I received word today of the passing of Leanne Payne, founder of Pastoral Care Ministries (PCM) and a huge influence in my life and thought. She taught me how to practice the presence of God, especially in broken places needing healing. In addition, she helped lay out a biblical vision of how God can use guided imagery prayer to heal the soul.
Rather than a long post on aspects of her life and ministry, I wanted to share some key quotes that have been meaningful to me as I remember her writings. She made other authors like C.S. Lewis and Clyde Kilby accessible to me in ways I’ve not found elsewhere.
“Saints of all ages have made it their business to be present to God, and out of this has sprung their truest vocation. They become, therefore, the ones who blaze spiritual trials for others. Every generation of Christians must courageously face dark wildernesses, peculiar to the time in which they live. These “perilous woods” through which a path must be hewn are made up of the choking undergrowth and dark flowering of the sins and blindnesses of generations past, and they always stand as formidable roadblocks to the next generation of Christians. The saints who make it their full intention, therefore, to practice the Presence (however they term this) become the courageous pathfinders, whether for the many or the few. And in the doing of this, no matter how much they suffer, they are to be accounted doubly blessed, for they have discovered what they were born to do.” (The Healing Presence: Curing the Soul Through Union with Christ, 34).
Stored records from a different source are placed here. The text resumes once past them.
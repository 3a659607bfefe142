//! Unix socket plumbing for tonic.
//!
//! tonic has no built-in support for serving or dialing unix sockets, so
//! this module supplies the two small pieces the plugin needs: a listener
//! wrapped as a connection `Stream` for `serve_with_incoming`, and a
//! channel constructor that dials a socket path instead of a URI. Device
//! plugins only ever run on Linux nodes, so there is no non-unix variant.

pub mod client;
pub mod server;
“It is all too easy for us moderns to regard the supernatural world (e.g. the Holy Spirit, angels, demons) and activities as somehow less real than the world we behold with our senses. As twentieth-century Christians, we live in a materialistic age, one in which our systems of learning have long based their conclusions on scientific truth alone. The presuppositions of such systems have misled many generations of students, blinding them to the truths of God and the Unseen Real, whether more or spiritual. Because of these intellectual blocks, we moderns have more difficulty with invisible realities and perhaps a much greater need for the discipline of practicing the Presence than did our forefathers in the faith. In the very beginning of the Christian Era, however, St. Paul spoke of the practice by saying: “We fix our eyes not on what is seen, but on what is unseen. For what is seen is temporary, but what is unseen is eternal” (2 Cor. 4:18) The practice of the Presence then, is simply the discipline of calling to mind the truth that God is with us. When we consistently do this, the miracle of seeing by faith is given. We begin to see with the eyes of our hearts.” (Ibid., 26).
“If broken lives and souls are to be healed, I must begin with teaching the practice of the presence… To abide in the presence of the Lord is to begin to hear Him. To follow through on that hearing is to find healing, self-acceptance, and growth into psychological and spiritual balance and maturity.” (Listening Prayer, 131).
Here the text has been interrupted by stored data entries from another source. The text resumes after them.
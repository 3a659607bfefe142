//! Publication of device state to the per-node ConfigMap and pod
//! annotation reconciliation.

use std::collections::{BTreeMap, HashMap, HashSet};
use std::sync::Arc;

use k8s_openapi::api::core::v1::ConfigMap;
use k8s_openapi::api::core::v1::Pod;
use k8s_openapi::apimachinery::pkg::apis::meta::v1::ObjectMeta;
use kube::api::{Patch, PatchParams};
use tokio::sync::{broadcast, RwLock};
use tracing::{debug, info, warn};

use crate::allocator::DeviceSet;
use crate::config::{
    DEVICE_INFO_CM_DATA_KEY, DEVICE_INFO_CM_NAMESPACE, DEVICE_LIST_CM_DATA_KEY,
    DEVICE_LIST_UPDATE_INTERVAL, PATCH_WAIT_TIME, POD_KLT_PRE_ALLOC, POD_REAL_ALLOC_DEVICES,
    RETRY_UPDATE_COUNT,
};
use crate::dpm::health::DeviceEvent;
use crate::kube::cache::{annotation, filter_pods, PodCache};
use crate::kube::pod_resources;
use crate::kube::types::{unix_now, DeviceInfo, NodeDeviceInfo, NodeDeviceList, P2PLinkInfo};
use crate::kube::KubeClient;

/// Publishes the free-device list under `DeviceListCfg` via strategic
/// merge patch, with bounded retries. A missing ConfigMap is not retried;
/// the event-driven device-info path creates it.
pub async fn write_device_list_to_cm(
    kube: &KubeClient,
    devices: Vec<String>,
) -> anyhow::Result<()> {
    let payload = serde_json::to_string(&NodeDeviceList {
        device_list: devices,
        update_time: unix_now(),
    })?;
    let patch = serde_json::json!({ "data": { DEVICE_LIST_CM_DATA_KEY: payload } });
    let api = kube.config_maps();

    for _ in 0..RETRY_UPDATE_COUNT {
        match api
            .patch(
                &kube.device_info_name,
                &PatchParams::default(),
                &Patch::Strategic(patch.clone()),
            )
            .await
        {
            Ok(_) => return Ok(()),
            Err(kube::Error::Api(ae)) if ae.code == 404 => {
                return Err(anyhow::anyhow!(
                    "config map {} not found",
                    kube.device_info_name
                ));
            }
            Err(e) => {
                warn!(error = %e, "patch of the device list failed, trying again");
                tokio::time::sleep(PATCH_WAIT_TIME).await;
            }
        }
    }
    Err(anyhow::anyhow!(
        "patch of the device list exceeded max number of retries"
    ))
}

/// Publishes both the device-info map and the device list, creating the
/// ConfigMap when it does not exist yet.
pub async fn write_device_info_to_cm(
    kube: &KubeClient,
    devices: Vec<String>,
    device_info: HashMap<String, DeviceInfo>,
    verbose: bool,
) -> anyhow::Result<()> {
    let update_time = unix_now();
    let info_payload = serde_json::to_string(&NodeDeviceInfo {
        device_info,
        update_time,
    })?;
    let list_payload = serde_json::to_string(&NodeDeviceList {
        device_list: devices,
        update_time,
    })?;

    let mut data = BTreeMap::new();
    data.insert(DEVICE_INFO_CM_DATA_KEY.to_string(), info_payload);
    data.insert(DEVICE_LIST_CM_DATA_KEY.to_string(), list_payload);
    let cm = ConfigMap {
        metadata: ObjectMeta {
            name: Some(kube.device_info_name.clone()),
            namespace: Some(DEVICE_INFO_CM_NAMESPACE.to_string()),
            ..Default::default()
        },
        data: Some(data),
        ..Default::default()
    };

    if verbose {
        info!(
            config_map = %kube.device_info_name,
            namespace = DEVICE_INFO_CM_NAMESPACE,
            "writing device info"
        );
    }
    kube.create_or_update_config_map(cm).await
}

/// The published topology map: every device with its link matrix in
/// symbolic form.
pub fn device_info_map(set: &DeviceSet) -> HashMap<String, DeviceInfo> {
    set.devices
        .values()
        .map(|dev| {
            let links = dev
                .links
                .iter()
                .map(|(peer, links)| {
                    let entries = links
                        .iter()
                        .map(|link| P2PLinkInfo {
                            type_name: link.link_type.as_str().to_string(),
                            type_index: link.link_type.ordinal(),
                        })
                        .collect();
                    (peer.clone(), entries)
                })
                .collect();
            (
                dev.uuid.clone(),
                DeviceInfo {
                    name: dev.name.clone(),
                    uuid: dev.uuid.clone(),
                    links,
                },
            )
        })
        .collect()
}

/// Replica IDs consumed by active pods, folded from their real-alloc
/// annotations.
pub async fn allocated_devices_from_cache(cache: &PodCache) -> HashSet<String> {
    let mut allocated = HashSet::new();
    for pod in cache.active_pods().await {
        if let Some(devices) = annotation(&pod, POD_REAL_ALLOC_DEVICES) {
            for id in devices.split(',').filter(|id| !id.is_empty()) {
                allocated.insert(id.to_string());
            }
        }
    }
    allocated
}

/// Healthy exposed IDs not currently held by any active pod.
pub async fn free_device_list(set: &Arc<RwLock<DeviceSet>>, cache: &PodCache) -> Vec<String> {
    let allocated = allocated_devices_from_cache(cache).await;
    let set = set.read().await;
    let mut free: Vec<String> = set
        .devices
        .values()
        .flat_map(|dev| dev.exposed.iter())
        .filter(|replica| replica.health.is_healthy() && !allocated.contains(&replica.id))
        .map(|replica| replica.id.clone())
        .collect();
    free.sort();
    free
}

/// Patches a pod's annotations in the API server and mirrors them into
/// the cache.
pub async fn try_update_pod_cache_annotation(
    kube: &KubeClient,
    cache: &PodCache,
    pod: &Pod,
    annotations: BTreeMap<String, String>,
) -> anyhow::Result<()> {
    kube.try_update_pod_annotation(pod, &annotations).await?;
    if !cache.update_annotations(pod, &annotations).await {
        warn!(
            pod = %pod.metadata.name.as_deref().unwrap_or_default(),
            "no pod found in cache when updating annotations"
        );
    }
    Ok(())
}

/// Writes the kubelet-chosen and really-allocated device lists onto pods
/// that the pod-resources API reports but that are not annotated yet.
pub async fn reconcile_pod_annotations(kube: &KubeClient, cache: &PodCache) -> anyhow::Result<()> {
    let pods = filter_pods(cache.active_pods().await, |_| true);
    let infos = pod_resources::klt_and_real_allocate_dev(pods).await?;
    for info in infos {
        if annotation(&info.pod, POD_REAL_ALLOC_DEVICES).is_some() {
            continue;
        }
        let mut annotations = BTreeMap::new();
        annotations.insert(POD_KLT_PRE_ALLOC.to_string(), info.klt_device.join(","));
        annotations.insert(POD_REAL_ALLOC_DEVICES.to_string(), info.real_device.join(","));
        if let Err(e) = try_update_pod_cache_annotation(kube, cache, &info.pod, annotations).await {
            warn!(
                error = %e,
                pod = %info.pod.metadata.name.as_deref().unwrap_or_default(),
                "failed to annotate pod with its allocation"
            );
        }
    }
    Ok(())
}

/// The long-running publication task: the device list (and, with volcano
/// enabled, pod annotations) on a fixed tick, the full device info on
/// every device change event.
pub async fn run_device_info_updater(
    kube: Arc<KubeClient>,
    cache: PodCache,
    set: Arc<RwLock<DeviceSet>>,
    mut events: broadcast::Receiver<DeviceEvent>,
    mut stop: broadcast::Receiver<()>,
    volcano: bool,
) {
    // Publish the initial state before settling into the tick.
    publish_device_info(&kube, &cache, &set, true).await;

    let start = tokio::time::Instant::now() + DEVICE_LIST_UPDATE_INTERVAL;
    let mut ticker = tokio::time::interval_at(start, DEVICE_LIST_UPDATE_INTERVAL);
    loop {
        tokio::select! {
            _ = stop.recv() => {
                info!("stopping device info updater");
                return;
            }
            _ = ticker.tick() => {
                let devices = free_device_list(&set, &cache).await;
                if let Err(e) = write_device_list_to_cm(&kube, devices).await {
                    warn!(error = %e, "failed to publish the device list");
                }
                if volcano {
                    if let Err(e) = reconcile_pod_annotations(&kube, &cache).await {
                        warn!(error = %e, "pod annotation reconciliation failed");
                    }
                }
            }
            event = events.recv() => {
                match event {
                    Ok(event) => debug!(?event, "publishing device info"),
                    Err(broadcast::error::RecvError::Lagged(skipped)) => {
                        warn!(skipped, "device event stream lagged");
                    }
                    Err(broadcast::error::RecvError::Closed) => return,
                }
                publish_device_info(&kube, &cache, &set, false).await;
            }
        }
    }
}

async fn publish_device_info(
    kube: &KubeClient,
    cache: &PodCache,
    set: &Arc<RwLock<DeviceSet>>,
    verbose: bool,
) {
    let devices = free_device_list(set, cache).await;
    let info = {
        let set = set.read().await;
        device_info_map(&set)
    };
    if let Err(e) = write_device_info_to_cm(kube, devices, info, verbose).await {
        warn!(error = %e, "failed to publish device info");
    }
}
“The renunciation of self-hatred is a deliberate (volitional) step we take, and we keep our eyes on the Source of our salvation, not on our subjective feelings, which are unreliable and even ‘diseased’ due to the habitual attitudes we’ve formed. As we do this, God honors our transaction and showers His grace upon us. We then do battle with all the diseased and negative thoughts and imaginings, lifting them up to Him as they arise in our hearts and minds.” (Restoring the Christian Soul: Overcoming Barriers to Completion in Christ Through Healing Prayer, 21).